HENRYs comprise around 13 percent, or some 17 million, US households. The original definition of a HENRY, from 2003, is someone with an annual household income of between $100,000 and $250,000, holding less than $1 million in assets. However, that range can shift considerably depending on where they live. Today’s HENRYs may have an annual household income of between $130,000 and $150,000 for those living in parts of the Midwest and South and up to $500,000 for those living in coastal metro areas. They have benefitted in recent years from rising home values and stock prices, but by and large, unlike the ultra-affluent, do not have large amounts of discretionary cash to spend—yet.

Get to Know HENRY

As an interior designer, HENRYs are a group you should keep an eye on. They may not be ready to splurge on a luxury or vacation home, but they already are spending on home remodeling and engaging professionals to help them.

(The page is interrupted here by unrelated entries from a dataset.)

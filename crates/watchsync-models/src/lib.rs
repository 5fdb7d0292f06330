pub mod agent;
pub mod identifier;
pub mod media;
pub mod section;
pub mod snapshot;
pub mod user;
pub mod watch_state;

pub use agent::AgentMode;
pub use identifier::{Identifier, Namespace};
pub use media::{MediaItem, MediaKind};
pub use section::Section;
pub use snapshot::SnapshotRecord;
pub use user::{normalize_username, ServerUser};
pub use watch_state::{is_valid_rating, WatchState, MAX_RATING};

In the 2022 Houzz & Home Study, for instance, more than half of the participants were within the HENRY age, income and home value range.

For the past decade, HENRYs have been a target of luxury goods marketers, who view them as potential lifelong customers. Some things they have learned about them are:

  • They appreciate a high level of service and want to work with pleasant people.
  • They respond to stories.
  • They are careful buyers. They appreciate quality, but also look for value.
  • They buy premium products.

As first-time clients, HENRYs may not be willing to tackle a large or expensive interior design project. But, if they are satisfied with the results, they have the potential to become long-term clients, whose needs will grow as their wealth increases.

Baby boomers, who, along with the ultra-rich, have been a mainstay of residential design clients for many years, will gradually have less and less need for your services. Today’s HENRYs will continue to accumulate wealth and assets as they reach the peak of their professional careers, and in the second half of the decade will enter the ranks of the wealthy. Develop a relationship with them now. They may turn out to be your next best client.